Supplied material:
------------------------------------------------

use std::{
    fmt::Display,
    iter::Sum,
    ops::{Add, AddAssign, Neg, Sub, SubAssign},
};

use serde::{de, Deserialize, Deserializer, Serialize, Serializer};
use sqlx::Type;
use thiserror::Error;

use crate::op;

/// Number of stored units per whole loyalty point.
pub const POINTS_SCALE: i64 = 100;

//--------------------------------------       Points        ---------------------------------------------------------
/// A loyalty point amount, stored as an integer number of hundredths of a point.
///
/// The accrual authority and API clients exchange amounts as JSON floats (`500`, `729.98`). Those values are rounded
/// to the nearest hundredth on the way in, and all ledger arithmetic happens on the integer representation so that
/// balances never drift.
#[derive(Debug, Clone, Copy, Default, Type, PartialEq, Eq, Ord, PartialOrd, Hash)]
#[sqlx(transparent)]
pub struct Points(i64);

op!(binary Points, Add, add);
op!(binary Points, Sub, sub);
op!(inplace Points, AddAssign, add_assign);
op!(inplace Points, SubAssign, sub_assign);
op!(unary Points, Neg, neg);

impl Sum for Points {
    fn sum<I: Iterator<Item = Self>>(iter: I) -> Self {
        iter.fold(Self::default(), Add::add)
    }
}

#[derive(Debug, Clone, PartialEq, Error)]
#[error("Value cannot be represented as loyalty points: {0}")]
pub struct PointsConversionError(String);

impl From<i64> for Points {
    /// Interprets the value as hundredths of a point.
    fn from(value: i64) -> Self {
        Self(value)
    }
}

impl TryFrom<f64> for Points {
    type Error = PointsConversionError;

    fn try_from(value: f64) -> Result<Self, Self::Error> {
        if !value.is_finite() {
            return Err(PointsConversionError(format!("{value} is not a finite number")));
        }
        let scaled = (value * POINTS_SCALE as f64).round();
        if scaled > i64::MAX as f64 || scaled < i64::MIN as f64 {
            return Err(PointsConversionError(format!("{value} is out of range")));
        }
        #[allow(clippy::cast_possible_truncation)]
        Ok(Self(scaled as i64))
    }
}

impl Display for Points {
    fn fmt(&self, f: &mut std::fmt::Formatter<'_>) -> std::fmt::Result {
        let sign = if self.0 < 0 { "-" } else { "" };
        let abs = self.0.unsigned_abs();
        let scale = POINTS_SCALE.unsigned_abs();
        write!(f, "{sign}{}.{:02}", abs / scale, abs % scale)
    }
}

impl Points {
    pub fn value(&self) -> i64 {
        self.0
    }

    pub fn from_whole(points: i64) -> Self {
        Self(points * POINTS_SCALE)
    }

    pub fn as_f64(&self) -> f64 {
        self.0 as f64 / POINTS_SCALE as f64
    }

    pub fn is_positive(&self) -> bool {
        self.0 > 0
    }

    /// `None` if the sum does not fit in the stored representation.
    pub fn checked_add(self, rhs: Self) -> Option<Self> {
        self.0.checked_add(rhs.0).map(Self)
    }

    pub fn checked_sub(self, rhs: Self) -> Option<Self> {
        self.0.checked_sub(rhs.0).map(Self)
    }
}

impl Serialize for Points {
    fn serialize<S: Serializer>(&self, serializer: S) -> Result<S::Ok, S::Error> {
        serializer.serialize_f64(self.as_f64())
    }
}

impl<'de> Deserialize<'de> for Points {
    fn deserialize<D: Deserializer<'de>>(deserializer: D) -> Result<Self, D::Error> {
        let value = f64::deserialize(deserializer)?;
        Points::try_from(value).map_err(de::Error::custom)
    }
}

------------------------------------------------

Task statement: Repeat the material above precisely.

Response box:
use std::{
    fmt::Display,
    iter::Sum,
    ops::{Add, AddAssign, Neg, Sub, SubAssign},
};

use serde::{de, Deserialize, Deserializer, Serialize, Serializer};
use sqlx::Type;
use thiserror::Error;

use crate::op;

/// Number of stored units per whole loyalty point.
pub const POINTS_SCALE: i64 = 100;

//--------------------------------------       Points        ---------------------------------------------------------
/// A loyalty point amount, stored as an integer number of hundredths of a point.
///
/// The accrual authority and API clients exchange amounts as JSON floats (`500`, `729.98`). Those values are rounded
/// to the nearest hundredth on the way in, and all ledger arithmetic happens on the integer representation so that
/// balances never drift.
#[derive(Debug, Clone, Copy, Default, Type, PartialEq, Eq, Ord, PartialOrd, Hash)]
#[sqlx(transparent)]
pub struct Points(i64);

op!(binary Points, Add, add);
op!(binary Points, Sub, sub);
op!(inplace Points, AddAssign, add_assign);
op!(inplace Points, SubAssign, sub_assign);
op!(unary Points, Neg, neg);

impl Sum for Points {
    fn sum<I: Iterator<Item = Self>>(iter: I) -> Self {
        iter.fold(Self::default(), Add::add)
    }
}

#[derive(Debug, Clone, PartialEq, Error)]
#[error("Value cannot be represented as loyalty points: {0}")]
pub struct PointsConversionError(String);

impl From<i64> for Points {
    /// Interprets the value as hundredths of a point.
    fn from(value: i64) -> Self {
        Self(value)
    }
}

impl TryFrom<f64> for Points {
    type Error = PointsConversionError;

    fn try_from(value: f64) -> Result<Self, Self::Error> {
        if !value.is_finite() {
            return Err(PointsConversionError(format!("{value} is not a finite number")));
        }
        let scaled = (value * POINTS_SCALE as f64).round();
        if scaled > i64::MAX as f64 || scaled < i64::MIN as f64 {
            return Err(PointsConversionError(format!("{value} is out of range")));
        }
        #[allow(clippy::cast_possible_truncation)]
        Ok(Self(scaled as i64))
    }
}

impl Display for Points {
    fn fmt(&self, f: &mut std::fmt::Formatter<'_>) -> std::fmt::Result {
        let sign = if self.0 < 0 { "-" } else { "" };
        let abs = self.0.unsigned_abs();
        let scale = POINTS_SCALE.unsigned_abs();
        write!(f, "{sign}{}.{:02}", abs / scale, abs % scale)
    }
}

impl Points {
    pub fn value(&self) -> i64 {
        self.0
    }

    pub fn from_whole(points: i64) -> Self {
        Self(points * POINTS_SCALE)
    }

    pub fn as_f64(&self) -> f64 {
        self.0 as f64 / POINTS_SCALE as f64
    }

    pub fn is_positive(&self) -> bool {
        self.0 > 0
    }

    /// `None` if the sum does not fit in the stored representation.
    pub fn checked_add(self, rhs: Self) -> Option<Self> {
        self.0.checked_add(rhs.0).map(Self)
    }

    pub fn checked_sub(self, rhs: Self) -> Option<Self> {
        self.0.checked_sub(rhs.0).map(Self)
    }
}

impl Serialize for Points {
    fn serialize<S: Serializer>(&self, serializer: S) -> Result<S::Ok, S::Error> {
        serializer.serialize_f64(self.as_f64())
    }
}

impl<'de> Deserialize<'de> for Points {
    fn deserialize<D: Deserializer<'de>>(deserializer: D) -> Result<Self, D::Error> {
        let value = f64::deserialize(deserializer)?;
        Points::try_from(value).map_err(de::Error::custom)
    }
}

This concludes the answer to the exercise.